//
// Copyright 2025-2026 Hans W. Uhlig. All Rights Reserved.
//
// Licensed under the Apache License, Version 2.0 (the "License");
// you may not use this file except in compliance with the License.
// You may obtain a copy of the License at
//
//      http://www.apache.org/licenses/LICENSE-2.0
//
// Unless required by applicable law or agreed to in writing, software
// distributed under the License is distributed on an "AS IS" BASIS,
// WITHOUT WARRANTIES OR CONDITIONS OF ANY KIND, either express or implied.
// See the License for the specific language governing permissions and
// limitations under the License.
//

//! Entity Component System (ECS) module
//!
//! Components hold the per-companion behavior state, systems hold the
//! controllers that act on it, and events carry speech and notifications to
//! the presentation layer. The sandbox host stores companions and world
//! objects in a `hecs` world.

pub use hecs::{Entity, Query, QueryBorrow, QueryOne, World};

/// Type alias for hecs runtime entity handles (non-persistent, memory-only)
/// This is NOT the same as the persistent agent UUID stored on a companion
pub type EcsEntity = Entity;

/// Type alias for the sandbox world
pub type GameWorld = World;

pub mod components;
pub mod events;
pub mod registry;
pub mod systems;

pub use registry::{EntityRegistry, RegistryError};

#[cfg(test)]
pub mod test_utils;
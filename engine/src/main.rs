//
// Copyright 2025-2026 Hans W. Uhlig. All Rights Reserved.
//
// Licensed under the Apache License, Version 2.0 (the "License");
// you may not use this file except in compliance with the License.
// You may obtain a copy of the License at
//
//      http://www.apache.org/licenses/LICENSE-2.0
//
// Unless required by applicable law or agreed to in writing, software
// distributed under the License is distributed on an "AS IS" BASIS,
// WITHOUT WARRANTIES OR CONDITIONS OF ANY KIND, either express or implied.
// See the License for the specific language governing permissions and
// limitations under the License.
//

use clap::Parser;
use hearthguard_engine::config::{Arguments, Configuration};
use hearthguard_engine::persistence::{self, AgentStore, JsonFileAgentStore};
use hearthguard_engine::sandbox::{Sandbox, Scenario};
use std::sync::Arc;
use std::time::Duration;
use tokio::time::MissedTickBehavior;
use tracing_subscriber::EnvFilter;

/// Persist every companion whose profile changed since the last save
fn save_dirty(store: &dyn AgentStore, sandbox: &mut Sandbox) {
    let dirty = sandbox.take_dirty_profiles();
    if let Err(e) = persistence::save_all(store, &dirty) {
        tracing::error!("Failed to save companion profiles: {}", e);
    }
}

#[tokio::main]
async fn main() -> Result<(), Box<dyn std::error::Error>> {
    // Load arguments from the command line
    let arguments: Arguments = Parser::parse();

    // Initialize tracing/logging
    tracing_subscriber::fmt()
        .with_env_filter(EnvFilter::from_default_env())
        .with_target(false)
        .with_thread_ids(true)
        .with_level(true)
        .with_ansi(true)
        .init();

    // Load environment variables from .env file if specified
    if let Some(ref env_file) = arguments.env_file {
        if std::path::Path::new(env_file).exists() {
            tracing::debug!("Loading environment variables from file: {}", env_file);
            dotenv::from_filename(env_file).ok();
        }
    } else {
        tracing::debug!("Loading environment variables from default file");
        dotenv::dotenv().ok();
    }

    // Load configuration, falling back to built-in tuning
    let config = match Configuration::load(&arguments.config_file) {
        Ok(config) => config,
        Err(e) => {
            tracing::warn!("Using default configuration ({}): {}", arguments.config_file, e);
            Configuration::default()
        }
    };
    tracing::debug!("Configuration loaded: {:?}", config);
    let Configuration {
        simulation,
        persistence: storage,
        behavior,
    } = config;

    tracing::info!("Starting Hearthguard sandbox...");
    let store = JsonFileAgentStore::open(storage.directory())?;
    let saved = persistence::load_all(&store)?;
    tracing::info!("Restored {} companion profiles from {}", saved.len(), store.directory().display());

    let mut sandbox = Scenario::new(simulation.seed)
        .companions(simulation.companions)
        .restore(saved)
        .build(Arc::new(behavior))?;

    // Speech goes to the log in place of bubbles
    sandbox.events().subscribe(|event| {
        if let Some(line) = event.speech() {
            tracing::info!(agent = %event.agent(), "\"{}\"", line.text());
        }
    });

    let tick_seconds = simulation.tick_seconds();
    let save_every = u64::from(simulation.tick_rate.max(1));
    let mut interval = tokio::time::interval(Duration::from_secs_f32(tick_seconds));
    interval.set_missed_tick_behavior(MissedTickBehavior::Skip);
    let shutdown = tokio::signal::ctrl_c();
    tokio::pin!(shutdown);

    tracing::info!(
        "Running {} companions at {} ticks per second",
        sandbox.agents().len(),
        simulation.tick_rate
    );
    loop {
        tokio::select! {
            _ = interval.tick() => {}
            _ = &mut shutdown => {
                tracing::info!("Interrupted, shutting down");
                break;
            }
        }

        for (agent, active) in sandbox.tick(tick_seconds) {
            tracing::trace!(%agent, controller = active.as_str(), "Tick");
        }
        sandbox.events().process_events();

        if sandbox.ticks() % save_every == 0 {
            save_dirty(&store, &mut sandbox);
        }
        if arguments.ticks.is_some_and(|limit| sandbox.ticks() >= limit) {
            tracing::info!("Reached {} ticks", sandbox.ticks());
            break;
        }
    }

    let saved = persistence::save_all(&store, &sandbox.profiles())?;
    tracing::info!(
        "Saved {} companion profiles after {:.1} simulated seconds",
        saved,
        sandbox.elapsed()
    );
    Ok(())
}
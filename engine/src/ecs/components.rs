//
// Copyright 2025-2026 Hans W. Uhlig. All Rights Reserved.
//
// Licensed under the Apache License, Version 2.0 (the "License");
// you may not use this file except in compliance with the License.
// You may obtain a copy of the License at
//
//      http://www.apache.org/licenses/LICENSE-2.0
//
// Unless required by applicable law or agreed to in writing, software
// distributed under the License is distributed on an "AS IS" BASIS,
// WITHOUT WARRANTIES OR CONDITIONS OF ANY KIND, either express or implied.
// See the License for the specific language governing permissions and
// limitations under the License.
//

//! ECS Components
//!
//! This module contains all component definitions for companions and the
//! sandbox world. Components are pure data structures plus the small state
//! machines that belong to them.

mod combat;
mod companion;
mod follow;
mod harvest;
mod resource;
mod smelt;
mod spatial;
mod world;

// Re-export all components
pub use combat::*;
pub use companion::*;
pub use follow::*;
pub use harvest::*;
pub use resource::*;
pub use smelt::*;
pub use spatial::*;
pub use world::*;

* Exercise instructions *
Output the data once more, exactly as given.

* Exercise answer *
//
// Copyright 2025-2026 Hans W. Uhlig. All Rights Reserved.
//
// Licensed under the Apache License, Version 2.0 (the "License");
// you may not use this file except in compliance with the License.
// You may obtain a copy of the License at
//
//      http://www.apache.org/licenses/LICENSE-2.0
//
// Unless required by applicable law or agreed to in writing, software
// distributed under the License is distributed on an "AS IS" BASIS,
// WITHOUT WARRANTIES OR CONDITIONS OF ANY KIND, either express or implied.
// See the License for the specific language governing permissions and
// limitations under the License.
//

//! Entity Component System (ECS) module
//!
//! Components hold the per-companion behavior state, systems hold the
//! controllers that act on it, and events carry speech and notifications to
//! the presentation layer. The sandbox host stores companions and world
//! objects in a `hecs` world.

pub use hecs::{Entity, Query, QueryBorrow, QueryOne, World};

/// Type alias for hecs runtime entity handles (non-persistent, memory-only)
/// This is NOT the same as the persistent agent UUID stored on a companion
pub type EcsEntity = Entity;

/// Type alias for the sandbox world
pub type GameWorld = World;

pub mod components;
pub mod events;
pub mod registry;
pub mod systems;

pub use registry::{EntityRegistry, RegistryError};

#[cfg(test)]
pub mod test_utils;
filename engine/src/main.rs
//
// Copyright 2025-2026 Hans W. Uhlig. All Rights Reserved.
//
// Licensed under the Apache License, Version 2.0 (the "License");
// you may not use this file except in compliance with the License.
// You may obtain a copy of the License at
//
//      http://www.apache.org/licenses/LICENSE-2.0
//
// Unless required by applicable law or agreed to in writing, software
// distributed under the License is distributed on an "AS IS" BASIS,
// WITHOUT WARRANTIES OR CONDITIONS OF ANY KIND, either express or implied.
// See the License for the specific language governing permissions and
// limitations under the License.
//

use clap::Parser;
use hearthguard_engine::config::{Arguments, Configuration};
use hearthguard_engine::persistence::{self, AgentStore, JsonFileAgentStore};
use hearthguard_engine::sandbox::{Sandbox, Scenario};
use std::sync::Arc;
use std::time::Duration;
use tokio::time::MissedTickBehavior;
use tracing_subscriber::EnvFilter;

/// Persist every companion whose profile changed since the last save
fn save_dirty(store: &dyn AgentStore, sandbox: &mut Sandbox) {
    let dirty = sandbox.take_dirty_profiles();
    if let Err(e) = persistence::save_all(store, &dirty) {
        tracing::error!("Failed to save companion profiles: {}", e);
    }
}

#[tokio::main]
async fn main() -> Result<(), Box<dyn std::error::Error>> {
    // Load arguments from the command line
    let arguments: Arguments = Parser::parse();

    // Initialize tracing/logging
    tracing_subscriber::fmt()
        .with_env_filter(EnvFilter::from_default_env())
        .with_target(false)
        .with_thread_ids(true)
        .with_level(true)
        .with_ansi(true)
        .init();

    // Load environment variables from .env file if specified
    if let Some(ref env_file) = arguments.env_file {
        if std::path::Path::new(env_file).exists() {
            tracing::debug!("Loading environment variables from file: {}", env_file);
            dotenv::from_filename(env_file).ok();
        }
    } else {
        tracing::debug!("Loading environment variables from default file");
        dotenv::dotenv().ok();
    }

    // Load configuration, falling back to built-in tuning
    let config = match Configuration::load(&arguments.config_file) {
        Ok(config) => config,
        Err(e) => {
            tracing::warn!("Using default configuration ({}): {}", arguments.config_file, e);
            Configuration::default()
        }
    };
    tracing::debug!("Configuration loaded: {:?}", config);
    let Configuration {
        simulation,
        persistence: storage,
        behavior,
    } = config;

    tracing::info!("Starting Hearthguard sandbox...");
    let store = JsonFileAgentStore::open(storage.directory())?;
    let saved = persistence::load_all(&store)?;
    tracing::info!("Restored {} companion profiles from {}", saved.len(), store.directory().display());

    let mut sandbox = Scenario::new(simulation.seed)
        .companions(simulation.companions)
        .restore(saved)
        .build(Arc::new(behavior))?;

    // Speech goes to the log in place of bubbles
    sandbox.events().subscribe(|event| {
        if let Some(line) = event.speech() {
            tracing::info!(agent = %event.agent(), "\"{}\"", line.text());
        }
    });

    let tick_seconds = simulation.tick_seconds();
    let save_every = u64::from(simulation.tick_rate.max(1));
    let mut interval = tokio::time::interval(Duration::from_secs_f32(tick_seconds));
    interval.set_missed_tick_behavior(MissedTickBehavior::Skip);
    let shutdown = tokio::signal::ctrl_c();
    tokio::pin!(shutdown);

    tracing::info!(
        "Running {} companions at {} ticks per second",
        sandbox.agents().len(),
        simulation.tick_rate
    );
    loop {
        tokio::select! {
            _ = interval.tick() => {}
            _ = &mut shutdown => {
                tracing::info!("Interrupted, shutting down");
                break;
            }
        }

        for (agent, active) in sandbox.tick(tick_seconds) {
            tracing::trace!(%agent, controller = active.as_str(), "Tick");
        }
        sandbox.events().process_events();

        if sandbox.ticks() % save_every == 0 {
            save_dirty(&store, &mut sandbox);
        }
        if arguments.ticks.is_some_and(|limit| sandbox.ticks() >= limit) {
            tracing::info!("Reached {} ticks", sandbox.ticks());
            break;
        }
    }

    let saved = persistence::save_all(&store, &sandbox.profiles())?;
    tracing::info!(
        "Saved {} companion profiles after {:.1} simulated seconds",
        saved,
        sandbox.elapsed()
    );
    Ok(())
}
filename engine/src/ecs/components.rs
//
// Copyright 2025-2026 Hans W. Uhlig. All Rights Reserved.
//
// Licensed under the Apache License, Version 2.0 (the "License");
// you may not use this file except in compliance with the License.
// You may obtain a copy of the License at
//
//      http://www.apache.org/licenses/LICENSE-2.0
//
// Unless required by applicable law or agreed to in writing, software
// distributed under the License is distributed on an "AS IS" BASIS,
// WITHOUT WARRANTIES OR CONDITIONS OF ANY KIND, either express or implied.
// See the License for the specific language governing permissions and
// limitations under the License.
//

//! ECS Components
//!
//! This module contains all component definitions for companions and the
//! sandbox world. Components are pure data structures plus the small state
//! machines that belong to them.

mod combat;
mod companion;
mod follow;
mod harvest;
mod resource;
mod smelt;
mod spatial;
mod world;

// Re-export all components
pub use combat::*;
pub use companion::*;
pub use follow::*;
pub use harvest::*;
pub use resource::*;
pub use smelt::*;
pub use spatial::*;
pub use world::*;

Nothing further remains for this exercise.